To examine the relative importance of genetic and environmental influence for the development of tension-type headache by analyses of twins.


The authors screened by questionnaire a population of 5,360 twins born during 1953 to 1960 from the general population for migraine and headache symptoms. The response rate of the questionnaire was 87%. All twin pairs with at least one twin of the pair reporting migraine or headache symptoms were interviewed by telephone by a physician. Correlation of liability and structural equation modeling were applied on tension-type headache.


A total of 1,417 subjects had tension-type headache equivalent to a 1-year prevalence of 62%. The male: female ratio was 1:1.24. Chronic tension-type headache was found in 49 twins corresponding to a prevalence of 2% with a male:female ratio of 1:1.21. The prevalence, pain characteristics, frequency, and duration of tension-type headache were similar to what has been found in the general Danish population. The correlation of liability of tension-type headache was low and not significantly different in monozygotic and dizygotic twin pairs: 0.21 (0.03 to 0.39), 0.08 (0 to 0.24). The best fitting model of phenotypic variation consisted of 81% non-shared environmental effects and of 19% additive genetic effects.

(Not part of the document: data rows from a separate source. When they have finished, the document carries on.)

/// Upsert Layer
///
/// Decides between create and update for a desired workflow:
/// - Pure name lookup over listed records
/// - Orchestrator issuing one list followed by one write

// Name-keyed lookup, independent of transport
pub mod lookup;

// Create-or-update orchestration
pub mod engine;

pub use engine::{UpsertOrchestrator, UpsertOutcome};
pub use lookup::find_by_name;
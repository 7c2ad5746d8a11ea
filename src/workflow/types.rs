/// Core workflow type definitions
///
/// Desired-state workflow definitions and the records the n8n service hands back.
/// Field names follow the n8n public API JSON so the types serialize straight onto the wire.

use crate::error::{Error, Result};
use chrono::{DateTime, Utc};
use serde::{Deserialize, Deserializer, Serialize};
use serde_json::{Map, Value};
use std::collections::{BTreeMap, HashSet};
use std::fmt;

/// A complete desired workflow: name, activation flag, nodes and their connections
///
/// Built fresh on every run and never mutated once handed to the orchestrator.
#[derive(Debug, Clone, PartialEq, Serialize, Deserialize)]
pub struct WorkflowDefinition {
    /// Logical name, used as the matching key on the service
    pub name: String,
    /// Whether the service should activate the workflow
    pub active: bool,
    /// Ordered list of nodes
    pub nodes: Vec<Node>,
    /// Edges keyed by source node name
    pub connections: ConnectionGraph,
}

/// A single step of the workflow (trigger, transform or outbound call)
#[derive(Debug, Clone, PartialEq, Serialize, Deserialize)]
#[serde(rename_all = "camelCase")]
pub struct Node {
    /// Node-kind specific configuration, opaque to this crate
    #[serde(default)]
    pub parameters: Map<String, Value>,
    /// Identifier unique within the workflow (e.g., "1")
    pub id: String,
    /// Display name, unique within the workflow and referenced by connections
    pub name: String,
    /// Remote node kind (e.g., "n8n-nodes-base.httpRequest")
    #[serde(rename = "type")]
    pub node_type: String,
    /// Version of the node kind
    pub type_version: u32,
    /// Canvas position [x, y]
    pub position: (i32, i32),
}

/// Directed edge target: which node input receives the output
#[derive(Debug, Clone, PartialEq, Eq, Serialize, Deserialize)]
pub struct Connection {
    /// Name of the receiving node
    #[serde(rename = "node")]
    pub target_node_name: String,
    /// Connection channel, "main" for regular data flow
    #[serde(rename = "type")]
    pub channel: String,
    /// Input index on the receiving node
    pub index: u32,
}

/// Connection graph in n8n shape: source name -> channel -> output slot -> targets
#[derive(Debug, Clone, Default, PartialEq, Eq, Serialize, Deserialize)]
#[serde(transparent)]
pub struct ConnectionGraph(BTreeMap<String, BTreeMap<String, Vec<Vec<Connection>>>>);

/// Service-assigned workflow identifier
///
/// Opaque to the client. Kept in the JSON form the service used (string or
/// number) so it is echoed back exactly; compares and displays as text.
#[derive(Debug, Clone, Serialize, Deserialize)]
#[serde(untagged)]
pub enum WorkflowId {
    Text(String),
    Number(serde_json::Number),
}

/// Workflow as held by the remote service
///
/// Nodes, connections and timestamps are decoded leniently: other workflows on the
/// service are foreign data and must not make the whole listing undecodable.
#[derive(Debug, Clone, PartialEq, Serialize, Deserialize)]
pub struct RemoteWorkflowRecord {
    /// Service-assigned identifier
    pub id: WorkflowId,
    pub name: String,
    #[serde(default)]
    pub active: bool,
    #[serde(default)]
    pub nodes: Vec<Value>,
    #[serde(default)]
    pub connections: Value,
    /// `None` when absent or not an RFC 3339 timestamp
    #[serde(
        rename = "createdAt",
        default,
        deserialize_with = "deserialize_timestamp",
        skip_serializing_if = "Option::is_none"
    )]
    pub created_at: Option<DateTime<Utc>>,
    #[serde(
        rename = "updatedAt",
        default,
        deserialize_with = "deserialize_timestamp",
        skip_serializing_if = "Option::is_none"
    )]
    pub updated_at: Option<DateTime<Utc>>,
}

impl WorkflowDefinition {
    /// Create an empty, inactive workflow
    pub fn new(name: impl Into<String>) -> Self {
        Self {
            name: name.into(),
            active: false,
            nodes: Vec::new(),
            connections: ConnectionGraph::default(),
        }
    }

    pub fn with_active(mut self, active: bool) -> Self {
        self.active = active;
        self
    }

    /// Append a node, keeping insertion order
    pub fn with_node(mut self, node: Node) -> Self {
        self.nodes.push(node);
        self
    }

    /// Connect output 0 of `source` to `connection`
    pub fn with_connection(mut self, source: impl Into<String>, connection: Connection) -> Self {
        self.connections.connect(source, connection);
        self
    }

    /// Look up a node by display name
    pub fn node(&self, name: &str) -> Option<&Node> {
        self.nodes.iter().find(|node| node.name == name)
    }

    /// Check structural invariants.
    ///
    /// The name must be non-empty, node ids and node names unique, and every
    /// connection source and target must name a node of this workflow.
    pub fn validate(&self) -> Result<()> {
        if self.name.trim().is_empty() {
            return Err(Error::InvalidDefinition("workflow name is empty".to_string()));
        }

        let mut ids = HashSet::new();
        let mut names = HashSet::new();
        for node in &self.nodes {
            if !ids.insert(node.id.as_str()) {
                return Err(Error::InvalidDefinition(format!("duplicate node id '{}'", node.id)));
            }
            if !names.insert(node.name.as_str()) {
                return Err(Error::InvalidDefinition(format!(
                    "duplicate node name '{}'",
                    node.name
                )));
            }
        }

        for (source, connection) in self.connections.edges() {
            if !names.contains(source) {
                return Err(Error::InvalidDefinition(format!(
                    "connection source '{}' is not a node",
                    source
                )));
            }
            if !names.contains(connection.target_node_name.as_str()) {
                return Err(Error::InvalidDefinition(format!(
                    "connection '{}' -> '{}' targets an unknown node",
                    source, connection.target_node_name
                )));
            }
        }

        Ok(())
    }
}

impl Node {
    pub fn new(
        id: impl Into<String>,
        name: impl Into<String>,
        node_type: impl Into<String>,
        type_version: u32,
        position: (i32, i32),
    ) -> Self {
        Self {
            parameters: Map::new(),
            id: id.into(),
            name: name.into(),
            node_type: node_type.into(),
            type_version,
            position,
        }
    }

    pub fn with_parameter(mut self, key: impl Into<String>, value: impl Into<Value>) -> Self {
        self.parameters.insert(key.into(), value.into());
        self
    }
}

impl Connection {
    pub fn new(target_node_name: impl Into<String>, channel: impl Into<String>, index: u32) -> Self {
        Self {
            target_node_name: target_node_name.into(),
            channel: channel.into(),
            index,
        }
    }

    /// Regular data-flow edge into input 0 of `target_node_name`
    pub fn main(target_node_name: impl Into<String>) -> Self {
        Self::new(target_node_name, "main", 0)
    }
}

impl ConnectionGraph {
    /// Add an edge from output 0 of `source`
    pub fn connect(&mut self, source: impl Into<String>, connection: Connection) {
        self.connect_output(source, 0, connection);
    }

    /// Add an edge from a specific output slot of `source`, growing the slot list as needed
    pub fn connect_output(&mut self, source: impl Into<String>, output: usize, connection: Connection) {
        let slots = self
            .0
            .entry(source.into())
            .or_default()
            .entry(connection.channel.clone())
            .or_default();
        if slots.len() <= output {
            slots.resize_with(output + 1, Vec::new);
        }
        slots[output].push(connection);
    }

    /// Ordered outgoing edges of one source node
    pub fn outgoing(&self, source: &str) -> Vec<&Connection> {
        self.0
            .get(source)
            .map(|channels| channels.values().flatten().flatten().collect())
            .unwrap_or_default()
    }

    /// Every edge as (source name, target)
    pub fn edges(&self) -> impl Iterator<Item = (&str, &Connection)> + '_ {
        self.0.iter().flat_map(|(source, channels)| {
            channels
                .values()
                .flatten()
                .flatten()
                .map(move |connection| (source.as_str(), connection))
        })
    }

    pub fn edge_count(&self) -> usize {
        self.edges().count()
    }

    pub fn is_empty(&self) -> bool {
        self.edge_count() == 0
    }
}

impl RemoteWorkflowRecord {
    /// Record for `definition` under a service-assigned `id`
    pub fn from_definition(id: impl Into<WorkflowId>, definition: &WorkflowDefinition) -> Result<Self> {
        let nodes = definition
            .nodes
            .iter()
            .map(serde_json::to_value)
            .collect::<std::result::Result<Vec<_>, _>>()?;

        Ok(Self {
            id: id.into(),
            name: definition.name.clone(),
            active: definition.active,
            nodes,
            connections: serde_json::to_value(&definition.connections)?,
            created_at: None,
            updated_at: None,
        })
    }

    /// Whether the remote node list and connection graph equal the desired ones.
    ///
    /// Extra fields the service adds to nodes (webhook ids, credentials) are ignored.
    pub fn matches_definition(&self, definition: &WorkflowDefinition) -> bool {
        let nodes: Option<Vec<Node>> = self
            .nodes
            .iter()
            .map(|node| serde_json::from_value(node.clone()).ok())
            .collect();
        let connections: Option<ConnectionGraph> =
            serde_json::from_value(self.connections.clone()).ok();

        match (nodes, connections) {
            (Some(nodes), Some(connections)) => {
                nodes == definition.nodes && connections == definition.connections
            }
            _ => false,
        }
    }
}

impl fmt::Display for WorkflowId {
    fn fmt(&self, f: &mut fmt::Formatter<'_>) -> fmt::Result {
        match self {
            WorkflowId::Text(text) => f.write_str(text),
            WorkflowId::Number(number) => write!(f, "{}", number),
        }
    }
}

impl PartialEq for WorkflowId {
    fn eq(&self, other: &Self) -> bool {
        self.to_string() == other.to_string()
    }
}

impl Eq for WorkflowId {}

impl PartialEq<str> for WorkflowId {
    fn eq(&self, other: &str) -> bool {
        match self {
            WorkflowId::Text(text) => text == other,
            WorkflowId::Number(number) => number.to_string() == other,
        }
    }
}

impl PartialEq<&str> for WorkflowId {
    fn eq(&self, other: &&str) -> bool {
        self == *other
    }
}

impl From<String> for WorkflowId {
    fn from(id: String) -> Self {
        WorkflowId::Text(id)
    }
}

impl From<&str> for WorkflowId {
    fn from(id: &str) -> Self {
        WorkflowId::Text(id.to_string())
    }
}

impl From<u64> for WorkflowId {
    fn from(id: u64) -> Self {
        WorkflowId::Number(id.into())
    }
}

/// RFC 3339 timestamp, or `None` for any other shape or JSON type
fn deserialize_timestamp<'de, D>(deserializer: D) -> std::result::Result<Option<DateTime<Utc>>, D::Error>
where
    D: Deserializer<'de>,
{
    let raw = Option::<Value>::deserialize(deserializer)?;
    Ok(raw
        .as_ref()
        .and_then(Value::as_str)
        .and_then(|text| DateTime::parse_from_rfc3339(text).ok())
        .map(|parsed| parsed.with_timezone(&Utc)))
}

Environmental influence is of major importance for episodic tension-type headache and a genetic factor, if it exits, is minor. In chronic tension-type headache the genetic factor may be more important. These data clearly separate episodic tension-type headache from migraine without aura where the phenotypic variation consists of non-shared environmental effects of 39% and of 61% additive genetic effects.